Support from the fiscal side appears likely to provide its own boost as the bond buying goes away. The House of Representatives reprioritized the infrastructure bill in response to results from governors’ races in Virginia and New Jersey. The bill contains money for a wide range of projects and transportation infrastructure improvements. The bill includes money to expand charging stations that may help electronic vehicles become a better option for many drivers. Global leaders met in Scotland last week to discuss how to battle climate change.

Two new COVID breakthroughs will likely allow more reopening to occur. Children ages 5-11 are now receiving COVID shots, which will lead more families to reengage in a broader set of economic activity. Results from a therapeutic trial indicated an additional treatment may be approved that reduces hospitalization and serious illness for those who get COVID.

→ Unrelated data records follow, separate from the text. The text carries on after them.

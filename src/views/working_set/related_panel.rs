//! 关联文件面板：展开/收起、懒加载、徽标
//!
//! 面板内容只在展开期间存在，收起即清空；重新展开总是从
//! 解析服务的最新结果重灌，不留旧数据。

use super::{ItemId, RelatedLink, ViewNotification, WorkingSetView};
use crate::services::RelatedMessage;

impl WorkingSetView {
    /// open ⇒ 展开并灌入内容；close ⇒ 收起并清空
    pub fn toggle_panel(&mut self, id: ItemId, open: bool) -> bool {
        if open {
            let Some(item) = self.items.get_mut(id) else {
                return false;
            };
            item.expanded = true;
            self.kick_lookup(id);
            self.populate(id);
            self.notify(ViewNotification::ContentChanged);
            true
        } else {
            let Some(item) = self.items.get_mut(id) else {
                return false;
            };
            if !item.expanded && item.panel.is_empty() {
                return false;
            }
            item.expanded = false;
            item.panel.clear();
            self.notify(ViewNotification::ContentChanged);
            true
        }
    }

    /// 用解析服务当前的关联集合重灌面板
    pub(super) fn populate(&mut self, id: ItemId) {
        let Some(item) = self.items.get(id) else {
            return;
        };
        let path = item.file.full_path().to_path_buf();

        let links: Vec<RelatedLink> = match self.related.related_files(&path) {
            Some(files) => files
                .iter()
                .map(|f| RelatedLink {
                    file: f.clone(),
                    display: self
                        .related
                        .get_relative_uri(&self.project_root, f.full_path(), None),
                    tooltip: self.related.get_relative_uri(
                        &self.project_root,
                        f.full_path(),
                        Some(&path),
                    ),
                })
                .collect(),
            None => Vec::new(),
        };

        if let Some(item) = self.items.get_mut(id) {
            item.has_related = !links.is_empty();
            item.panel = links;
        }
    }

    /// 不展开面板，仅按解析结果打/清"有关联文件"徽标
    pub fn refresh_badge(&mut self, id: ItemId) -> bool {
        let has = {
            let Some(item) = self.items.get(id) else {
                return false;
            };
            self.related
                .related_files(item.file.full_path())
                .map(|files| !files.is_empty())
                .unwrap_or(false)
        };
        match self.items.get_mut(id) {
            Some(item) if item.has_related != has => {
                item.has_related = has;
                true
            }
            _ => false,
        }
    }

    /// 悬停或选中时发起查找；已出结果就只刷新徽标
    pub(super) fn kick_lookup(&mut self, id: ItemId) -> bool {
        let Some(item) = self.items.get(id) else {
            return false;
        };
        let file = item.file.clone();

        if self.related.has_loaded(file.full_path()) {
            return self.refresh_badge(id);
        }

        self.related.find_doc_related_files(&file);
        let loading = self.related.is_loading(file.full_path());
        match self.items.get_mut(id) {
            Some(item) if item.related_loading != loading => {
                item.related_loading = loading;
                true
            }
            _ => false,
        }
    }

    /// 查找完成；目标条目可能已被移除，此时仅记日志
    pub(super) fn on_related_settled(&mut self, msg: RelatedMessage) -> bool {
        let path = msg.path().clone();
        let Some(id) = self.items.id_for_path(&path) else {
            tracing::debug!(path = %path.display(), "related lookup settled after item removal");
            return false;
        };

        match msg {
            RelatedMessage::Loaded { .. } => {
                if let Some(item) = self.items.get_mut(id) {
                    item.related_loading = false;
                }
                self.refresh_badge(id);
                let expanded = self.items.get(id).map(|i| i.expanded).unwrap_or(false);
                if expanded {
                    self.populate(id);
                }
                self.notify(ViewNotification::ContentChanged);
                true
            }
            RelatedMessage::Failed { .. } => {
                // 失败：清掉加载与关联指示，不向上传播
                if let Some(item) = self.items.get_mut(id) {
                    item.related_loading = false;
                    item.has_related = false;
                    item.panel.clear();
                }
                true
            }
        }
    }
}
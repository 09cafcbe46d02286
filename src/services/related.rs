//! 关联文件服务：异步查找 + 每路径缓存
//!
//! 查找跑在自带的 tokio runtime 上，结果经 mpsc 通道送回 UI 线程；
//! 在途查找不做取消，完成消息晚于条目移除到达时由消费方丢弃。

use rustc_hash::FxHashMap;
use std::io;
use std::path::{Path, PathBuf};
use std::sync::mpsc::{self, Receiver, Sender, TryRecvError};
use std::sync::Arc;

use crate::models::{file_ref, FileRef};
use crate::services::ports::{BoxFuture, RelatedError, RelatedFilesBackend, RelatedMessage};

#[derive(Debug, Clone, PartialEq, Eq)]
enum LookupState {
    Loading,
    Loaded(Vec<FileRef>),
    Failed,
}

pub struct RelatedFilesService {
    runtime: tokio::runtime::Runtime,
    backend: Arc<dyn RelatedFilesBackend>,
    tx: Sender<RelatedMessage>,
    rx: Receiver<RelatedMessage>,
    cache: FxHashMap<PathBuf, LookupState>,
}

impl RelatedFilesService {
    pub fn new(backend: Arc<dyn RelatedFilesBackend>) -> io::Result<Self> {
        let runtime = tokio::runtime::Builder::new_multi_thread()
            .worker_threads(2)
            .enable_all()
            .build()
            .or_else(|e| {
                tracing::error!(
                    error = %e,
                    "Failed to create multi-thread tokio runtime, falling back to current-thread"
                );
                tokio::runtime::Builder::new_current_thread()
                    .enable_all()
                    .build()
            })?;
        let (tx, rx) = mpsc::channel();
        Ok(Self {
            runtime,
            backend,
            tx,
            rx,
            cache: FxHashMap::default(),
        })
    }

    /// 查找是否已出结果（成功或失败都算）
    pub fn has_loaded(&self, path: &Path) -> bool {
        matches!(
            self.cache.get(path),
            Some(LookupState::Loaded(_)) | Some(LookupState::Failed)
        )
    }

    pub fn is_loading(&self, path: &Path) -> bool {
        matches!(self.cache.get(path), Some(LookupState::Loading))
    }

    /// 发起一次查找；已在途或已有结果时不重复发起
    pub fn find_doc_related_files(&mut self, file: &FileRef) {
        let path = file.full_path().to_path_buf();
        if self.cache.contains_key(&path) {
            return;
        }
        self.cache.insert(path.clone(), LookupState::Loading);

        let tx = self.tx.clone();
        let fut = self.backend.find_related(file.clone());
        self.runtime.spawn(async move {
            let msg = match fut.await {
                Ok(related) => RelatedMessage::Loaded { path, related },
                Err(e) => {
                    tracing::debug!(error = %e, "related lookup failed");
                    RelatedMessage::Failed { path }
                }
            };
            let _ = tx.send(msg);
        });
    }

    /// 丢弃某路径的缓存结果；下一次 `find_doc_related_files` 会重新查找
    pub fn invalidate(&mut self, path: &Path) {
        self.cache.remove(path);
    }

    /// 当前已知的关联集合；未完成或失败时为 None
    pub fn related_files(&self, path: &Path) -> Option<&[FileRef]> {
        match self.cache.get(path) {
            Some(LookupState::Loaded(files)) => Some(files),
            _ => None,
        }
    }

    /// 展示路径：相对项目根；`from` 给定时返回两文件之间的相对引用
    pub fn get_relative_uri(&self, root: &Path, target: &Path, from: Option<&Path>) -> String {
        match from {
            Some(from) => file_ref::relative_reference(from, target),
            None => file_ref::project_relative(root, target),
        }
    }

    /// 收取已完成的查找并更新缓存（UI 线程每帧调用）
    pub fn poll(&mut self) -> Vec<RelatedMessage> {
        let mut settled = Vec::new();
        loop {
            match self.rx.try_recv() {
                Ok(msg) => {
                    match &msg {
                        RelatedMessage::Loaded { path, related } => {
                            self.cache
                                .insert(path.clone(), LookupState::Loaded(related.clone()));
                        }
                        RelatedMessage::Failed { path } => {
                            self.cache.insert(path.clone(), LookupState::Failed);
                        }
                    }
                    settled.push(msg);
                }
                Err(TryRecvError::Empty) | Err(TryRecvError::Disconnected) => break,
            }
        }
        settled
    }

    /// 阻塞等待在途查找（仅测试用）
    #[cfg(test)]
    pub(crate) fn recv_blocking(&mut self) -> Option<RelatedMessage> {
        self.rx.recv().ok().map(|msg| {
            match &msg {
                RelatedMessage::Loaded { path, related } => {
                    self.cache
                        .insert(path.clone(), LookupState::Loaded(related.clone()));
                }
                RelatedMessage::Failed { path } => {
                    self.cache.insert(path.clone(), LookupState::Failed);
                }
            }
            msg
        })
    }
}

/// 同目录同词干的伴生文件查找（`foo.rs` ↔ `foo_test.rs`、`foo.h` ↔ `foo.c`）
pub struct CompanionFileBackend;

impl CompanionFileBackend {
    /// 词干归一化：去掉常见的测试后缀，`foo_test` 与 `foo.spec` 都归到 `foo`
    fn base_stem(path: &Path) -> Option<String> {
        let stem = path.file_stem()?.to_string_lossy();
        let stem = stem
            .strip_suffix("_test")
            .or_else(|| stem.strip_suffix("-test"))
            .or_else(|| stem.strip_suffix(".test"))
            .or_else(|| stem.strip_suffix(".spec"))
            .unwrap_or(&stem);
        Some(stem.to_ascii_lowercase())
    }
}

impl RelatedFilesBackend for CompanionFileBackend {
    fn find_related(&self, file: FileRef) -> BoxFuture<Result<Vec<FileRef>, RelatedError>> {
        Box::pin(async move {
            let path = file.full_path().to_path_buf();
            let dir = path
                .parent()
                .ok_or_else(|| RelatedError::Io("no parent directory".to_string()))?
                .to_path_buf();
            let Some(stem) = Self::base_stem(&path) else {
                return Ok(Vec::new());
            };

            let mut entries = tokio::fs::read_dir(&dir)
                .await
                .map_err(|e| RelatedError::Io(e.to_string()))?;
            let mut related = Vec::new();
            loop {
                let entry = match entries.next_entry().await {
                    Ok(Some(entry)) => entry,
                    Ok(None) => break,
                    Err(e) => return Err(RelatedError::Io(e.to_string())),
                };
                let candidate = entry.path();
                if candidate == path {
                    continue;
                }
                let is_file = entry
                    .file_type()
                    .await
                    .map(|t| t.is_file())
                    .unwrap_or(false);
                if !is_file {
                    continue;
                }
                if Self::base_stem(&candidate) == Some(stem.clone()) {
                    related.push(FileRef::new(candidate));
                }
            }

            related.sort_by(|a, b| a.name().cmp(b.name()));
            Ok(related)
        })
    }
}

#[cfg(test)]
#[path = "../../tests/unit/services/related.rs"]
mod tests;
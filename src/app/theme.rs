//! UI 主题：把可配置的颜色集中管理，避免散落在渲染代码里。

use ratatui::style::Color;

#[derive(Debug, Clone)]
pub struct UiTheme {
    pub sidebar_bg: Color,
    pub sidebar_fg: Color,
    pub selected_bg: Color,
    pub selected_fg: Color,
    pub muted_fg: Color,
    pub accent_fg: Color,
    pub dirty_fg: Color,
    pub shadow_fg: Color,
}

impl Default for UiTheme {
    fn default() -> Self {
        Self {
            sidebar_bg: Color::Rgb(24, 26, 32),
            sidebar_fg: Color::Rgb(200, 204, 212),
            selected_bg: Color::Rgb(48, 54, 66),
            selected_fg: Color::Rgb(235, 238, 245),
            muted_fg: Color::Rgb(120, 126, 140),
            accent_fg: Color::Rgb(110, 168, 254),
            dirty_fg: Color::Rgb(224, 175, 104),
            shadow_fg: Color::Rgb(70, 74, 86),
        }
    }
}
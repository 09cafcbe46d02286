use super::*;
use crate::core::command::command_bus;
use crate::models::{FileRef, WorkingSetModel};
use crate::services::ports::{BoxFuture, RelatedError, RelatedFilesBackend};
use crate::services::{RelatedFilesService, ViewSettings};
use crate::views::working_set::{RelatedLink, WorkingSetView};
use crossterm::event::{KeyModifiers, MouseButton, MouseEventKind};
use std::path::{Path, PathBuf};
use std::sync::Arc;

struct EmptyBackend;

impl RelatedFilesBackend for EmptyBackend {
    fn find_related(&self, _file: FileRef) -> BoxFuture<Result<Vec<FileRef>, RelatedError>> {
        Box::pin(async { Ok(Vec::new()) })
    }
}

fn view_with(files: &[&str]) -> WorkingSetView {
    let mut model = WorkingSetModel::new();
    for path in files {
        model.add(FileRef::new(*path));
    }
    let (tx, _rx) = command_bus();
    let related = RelatedFilesService::new(Arc::new(EmptyBackend)).expect("runtime");
    let mut view = WorkingSetView::create(
        &mut model,
        related,
        tx,
        PathBuf::from("/proj"),
        ViewSettings::default(),
    );
    view.area = Some(Rect::new(0, 0, 30, 10));
    view.last_height = 10;
    view.rebuild_visual_rows();
    view
}

fn line_text(line: &Line) -> String {
    line.spans.iter().map(|s| s.content.as_ref()).collect()
}

fn mouse_at(x: u16, y: u16) -> MouseEvent {
    MouseEvent {
        kind: MouseEventKind::Down(MouseButton::Left),
        column: x,
        row: y,
        modifiers: KeyModifiers::NONE,
    }
}

#[test]
fn test_item_row_dirty_marker_at_row_start() {
    let view = view_with(&["/proj/a.rs"]);
    let theme = UiTheme::default();
    let id = view.items.id_for_path(Path::new("/proj/a.rs")).unwrap();

    let mut view = view;
    view.items.set_status(id, true, false);
    let item = view.items.get(id).unwrap();
    let text = line_text(&view.render_item_row(item, 30, " ", &theme));
    assert!(text.starts_with("● "));
    assert!(text.contains("a.rs"));
}

#[test]
fn test_item_row_close_marker_wins_while_hovered() {
    let mut view = view_with(&["/proj/a.rs"]);
    let theme = UiTheme::default();
    let id = view.items.id_for_path(Path::new("/proj/a.rs")).unwrap();

    view.items.set_status(id, true, true);
    let item = view.items.get(id).unwrap();
    let text = line_text(&view.render_item_row(item, 30, " ", &theme));
    assert!(text.starts_with("× "));
}

#[test]
fn test_item_row_badges() {
    let mut view = view_with(&["/proj/a.rs"]);
    let theme = UiTheme::default();
    let id = view.items.id_for_path(Path::new("/proj/a.rs")).unwrap();

    view.items.get_mut(id).unwrap().has_related = true;
    let text = line_text(&view.render_item_row(view.items.get(id).unwrap(), 30, " ", &theme));
    assert!(text.contains('▸'));

    view.items.get_mut(id).unwrap().expanded = true;
    let text = line_text(&view.render_item_row(view.items.get(id).unwrap(), 30, " ", &theme));
    assert!(text.contains('▾'));

    view.items.get_mut(id).unwrap().related_loading = true;
    let text = line_text(&view.render_item_row(view.items.get(id).unwrap(), 30, " ", &theme));
    assert!(text.contains('…'));
}

#[test]
fn test_item_row_width_is_constant() {
    let view = view_with(&["/proj/a_very_long_file_name_that_overflows.rs"]);
    let theme = UiTheme::default();
    let id = view
        .items
        .id_for_path(Path::new("/proj/a_very_long_file_name_that_overflows.rs"))
        .unwrap();

    let text = line_text(&view.render_item_row(view.items.get(id).unwrap(), 20, " ", &theme));
    assert_eq!(str_width(&text), 20);
    assert!(text.contains('…'));
}

#[test]
fn test_related_row_shows_display_and_tooltip() {
    let view = view_with(&["/proj/src/a.rs"]);
    let theme = UiTheme::default();
    let link = RelatedLink {
        file: FileRef::new("/proj/src/a_test.rs"),
        display: "src/a_test.rs".to_string(),
        tooltip: "a_test.rs".to_string(),
    };

    let text = line_text(&view.render_related_row(&link, 40, " ", &theme));
    assert!(text.starts_with("    src/a_test.rs"));
    assert!(text.contains("  a_test.rs"));

    // 行宽不足时只保展示路径
    let narrow = line_text(&view.render_related_row(&link, 20, " ", &theme));
    assert!(narrow.contains("src/a_test.rs"));
    assert!(!narrow.contains("  a_test.rs"));
}

#[test]
fn test_hit_test_zones() {
    let mut view = view_with(&["/proj/a.rs"]);
    let id = view.items.id_for_path(Path::new("/proj/a.rs")).unwrap();
    view.items.set_status(id, false, true);
    view.items.get_mut(id).unwrap().has_related = true;
    view.items.get_mut(id).unwrap().expanded = true;
    view.items.get_mut(id).unwrap().panel = vec![RelatedLink {
        file: FileRef::new("/proj/a_test.rs"),
        display: "a_test.rs".to_string(),
        tooltip: "a_test.rs".to_string(),
    }];
    view.rebuild_visual_rows();

    assert_eq!(
        view.hit_test(&mouse_at(0, 0)),
        Some(HitTarget::StatusIcon(id))
    );
    assert_eq!(
        view.hit_test(&mouse_at(10, 0)),
        Some(HitTarget::ItemBody(id))
    );
    assert_eq!(
        view.hit_test(&mouse_at(28, 0)),
        Some(HitTarget::RelatedToggle(id))
    );
    assert_eq!(
        view.hit_test(&mouse_at(10, 1)),
        Some(HitTarget::RelatedLink(id, 0))
    );
    assert_eq!(view.hit_test(&mouse_at(10, 5)), None);
    assert_eq!(view.hit_test(&mouse_at(40, 0)), None);
}

#[test]
fn test_hit_test_without_icon_hits_body() {
    let view = view_with(&["/proj/a.rs"]);
    let id = view.items.id_for_path(Path::new("/proj/a.rs")).unwrap();
    assert_eq!(
        view.hit_test(&mouse_at(0, 0)),
        Some(HitTarget::ItemBody(id))
    );
}

#[test]
fn test_hit_test_respects_scroll_offset() {
    let mut view = view_with(&["/proj/a.rs", "/proj/b.rs", "/proj/c.rs"]);
    view.scroll_offset = 1;
    let b = view.items.id_for_path(Path::new("/proj/b.rs")).unwrap();
    assert_eq!(view.hit_test(&mouse_at(10, 0)), Some(HitTarget::ItemBody(b)));
}

#[test]
fn test_gutter_glyphs_follow_shadow() {
    let mut view = view_with(&["/proj/a.rs"]);
    view.shadow.top = true;
    view.shadow.bottom = true;
    assert_eq!(view.gutter_glyph(0, 3), "▲");
    assert_eq!(view.gutter_glyph(2, 3), "▼");
    assert_eq!(view.gutter_glyph(1, 3), " ");
}

#[test]
fn test_truncate_to_width() {
    assert_eq!(truncate_to_width("abc", 5), ("abc".to_string(), 3));
    assert_eq!(truncate_to_width("abcdef", 4), ("abc…".to_string(), 4));
    assert_eq!(truncate_to_width("abc", 0), (String::new(), 0));
}
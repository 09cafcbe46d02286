//! 视图设置：JSON 文件，缺失或损坏时用默认值

use serde::{Deserialize, Serialize};
use std::path::Path;
use std::time::Duration;

#[derive(Debug, Clone, Serialize, Deserialize)]
pub struct ViewSettings {
    /// 取消选中时面板收起前的延迟（给过渡动画留时间）
    #[serde(default = "default_deselect_delay_ms")]
    pub deselect_collapse_delay_ms: u64,
    #[serde(default = "default_show_badges")]
    pub show_related_badges: bool,
}

fn default_deselect_delay_ms() -> u64 {
    250
}

fn default_show_badges() -> bool {
    true
}

impl Default for ViewSettings {
    fn default() -> Self {
        Self {
            deselect_collapse_delay_ms: default_deselect_delay_ms(),
            show_related_badges: default_show_badges(),
        }
    }
}

impl ViewSettings {
    pub fn deselect_collapse_delay(&self) -> Duration {
        Duration::from_millis(self.deselect_collapse_delay_ms)
    }
}

pub fn load_settings(path: &Path) -> ViewSettings {
    let Ok(data) = std::fs::read_to_string(path) else {
        return ViewSettings::default();
    };
    match serde_json::from_str(&data) {
        Ok(settings) => settings,
        Err(e) => {
            tracing::warn!(error = %e, path = %path.display(), "invalid settings file, using defaults");
            ViewSettings::default()
        }
    }
}
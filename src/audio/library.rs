//! Sound library loading.
//!
//! The library maps logical sound names (`PlayerJump`, `MainTheme`, ...) to
//! asset paths and playback settings. It is read from
//! `assets/audio/sounds.json`; a built-in table covers the sounds the player
//! controller relies on when the file is missing.

use bevy::prelude::*;
use serde::Deserialize;
use std::collections::HashMap;
use std::path::Path;

use crate::config::{LoadError, load_json_file, parse_json};

/// Definition of a single named sound.
#[derive(Debug, Clone, PartialEq, Deserialize)]
pub struct SoundDef {
    pub name: String,
    /// Path to the audio file, relative to assets/.
    pub path: String,
    /// Looping sounds keep playing until stopped.
    #[serde(default)]
    pub looped: bool,
    /// Linear volume multiplier.
    #[serde(default = "default_volume")]
    pub volume: f32,
}

fn default_volume() -> f32 {
    1.0
}

/// Raw library JSON structure.
#[derive(Deserialize)]
struct SoundLibraryJson {
    sounds: Vec<SoundDef>,
}

/// Resource containing all known sounds, keyed by name.
#[derive(Resource, Debug, Default)]
pub struct SoundLibrary {
    sounds: HashMap<String, SoundDef>,
}

impl SoundLibrary {
    pub fn from_defs(defs: impl IntoIterator<Item = SoundDef>) -> Self {
        Self {
            sounds: defs
                .into_iter()
                .map(|def| (def.name.clone(), def))
                .collect(),
        }
    }

    /// Sounds used by the player controller and level flow.
    pub fn builtin() -> Self {
        let def = |name: &str, path: &str, looped: bool, volume: f32| SoundDef {
            name: name.to_string(),
            path: path.to_string(),
            looped,
            volume,
        };
        Self::from_defs([
            def("MainTheme", "audio/main_theme.ogg", true, 0.5),
            def("PlayerJump", "audio/player_jump.ogg", false, 1.0),
            def("PlayerDeath", "audio/player_death.ogg", false, 1.0),
        ])
    }

    pub fn parse(file: &str, contents: &str) -> Result<Self, LoadError> {
        let raw: SoundLibraryJson = parse_json(file, contents)?;
        Ok(Self::from_defs(raw.sounds))
    }

    pub fn load(path: &Path) -> Result<Self, LoadError> {
        let raw: SoundLibraryJson = load_json_file(path)?;
        Ok(Self::from_defs(raw.sounds))
    }

    pub fn get(&self, name: &str) -> Option<&SoundDef> {
        self.sounds.get(name)
    }

    pub fn len(&self) -> usize {
        self.sounds.len()
    }

    pub fn is_empty(&self) -> bool {
        self.sounds.is_empty()
    }
}
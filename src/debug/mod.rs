//! Debug overlay for tuning the player controller.
//!
//! Features:
//! - F3 toggles gizmos for the player bounds and the ground probe
//! - Logs move state transitions

use avian2d::prelude::*;
use bevy::math::Isometry2d;
use bevy::prelude::*;

use crate::core::GameState;
use crate::movement::{
    GroundProbe, MOVE_STATE_PARAM, MoveState, Player, PlayerController, ShapeCastGroundProbe,
    collider_half_extents,
};
use crate::sprites::Animator;

/// Resource tracking debug overlay state
#[derive(Resource, Debug, Default)]
pub struct DebugState {
    /// Whether probe gizmos are drawn
    pub show_probes: bool,
    /// Last move state seen, for transition logging
    pub last_move_state: Option<MoveState>,
}

pub struct DebugPlugin;

impl Plugin for DebugPlugin {
    fn build(&self, app: &mut App) {
        app.init_resource::<DebugState>().add_systems(
            Update,
            (toggle_probes, draw_ground_probe, log_move_state_changes)
                .run_if(in_state(GameState::Playing)),
        );
    }
}

fn toggle_probes(keyboard: Res<ButtonInput<KeyCode>>, mut state: ResMut<DebugState>) {
    if keyboard.just_pressed(KeyCode::F3) {
        state.show_probes = !state.show_probes;
        info!("Debug probes: {}", state.show_probes);
    }
}

fn draw_ground_probe(
    state: Res<DebugState>,
    spatial_query: SpatialQuery,
    mut gizmos: Gizmos,
    query: Query<(&Transform, &Collider, &PlayerController), With<Player>>,
) {
    if !state.show_probes {
        return;
    }

    for (transform, collider, controller) in &query {
        let tuning = controller.tuning();
        let probe = ShapeCastGroundProbe::new(&spatial_query, transform, collider, tuning);
        let size = collider_half_extents(collider) * 2.0;
        let center = transform.translation.truncate();

        let probe_color = if probe.is_grounded() {
            Color::srgb(0.2, 0.9, 0.2)
        } else {
            Color::srgb(0.9, 0.2, 0.2)
        };

        gizmos.rect_2d(
            Isometry2d::from_translation(center),
            size,
            Color::srgb(0.9, 0.9, 0.2),
        );
        gizmos.rect_2d(
            Isometry2d::from_translation(center - Vec2::new(0.0, tuning.ground_cast_distance)),
            size,
            probe_color,
        );
    }
}

fn log_move_state_changes(mut state: ResMut<DebugState>, query: Query<&Animator, With<Player>>) {
    let Ok(animator) = query.single() else {
        state.last_move_state = None;
        return;
    };

    let current = animator
        .integer(MOVE_STATE_PARAM)
        .and_then(MoveState::from_param);
    if current != state.last_move_state {
        debug!("Move state {:?} -> {:?}", state.last_move_state, current);
        state.last_move_state = current;
    }
}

The key risk areas that have held the economy back look better than a week ago. Employment resumed its recovery, and the Fed removed some of its extraordinary measures. The president looks likely to sign a key infrastructure bill, and the effects of COVID are likely to continue to wane. Overall, this week was full of generally good news.

Did you Know? This Week in History

November 10, 1969: “Sesame Street” Debuts

On November 10, 1969, “Sesame Street,” a pioneering TV show that would teach generations of young children the alphabet and how to count, made its broadcast debut. “Sesame Street,” with its memorable theme song (“Can you tell me how to get/How to get to Sesame Street”), went on to become the most widely viewed children’s program in the world. It has aired in more than 120 countries.

The show was created Joan Ganz Cooney, a former documentary producer for public television. Cooney’s goal was to create programming for preschoolers that was both entertaining and educational. She also wanted to use TV as a way to help underprivileged 3- to 5- year-olds prepare for kindergarten. “Sesame Street” was set in a fictional New York neighborhood and included ethnically diverse characters and positive social messages.

From the show’s inception, one of its most-loved aspects has been a family of puppets known as Muppets. Joan Ganz Cooney hired puppeteer Jim Henson (1936-1990) to create a cast of characters that became Sesame Street institutions, including Bert and Ernie, Cookie Monster, Oscar the Grouch, Grover and Big Bird.

Weekly Focus

Thanksgiving. Bringing out the best in family dysfunction since 1863.


A new survey found that 80 percent of men claim they help cook Thanksgiving dinner. Which makes sense, when you hear them consider saying ‘that smells good’ to be helping.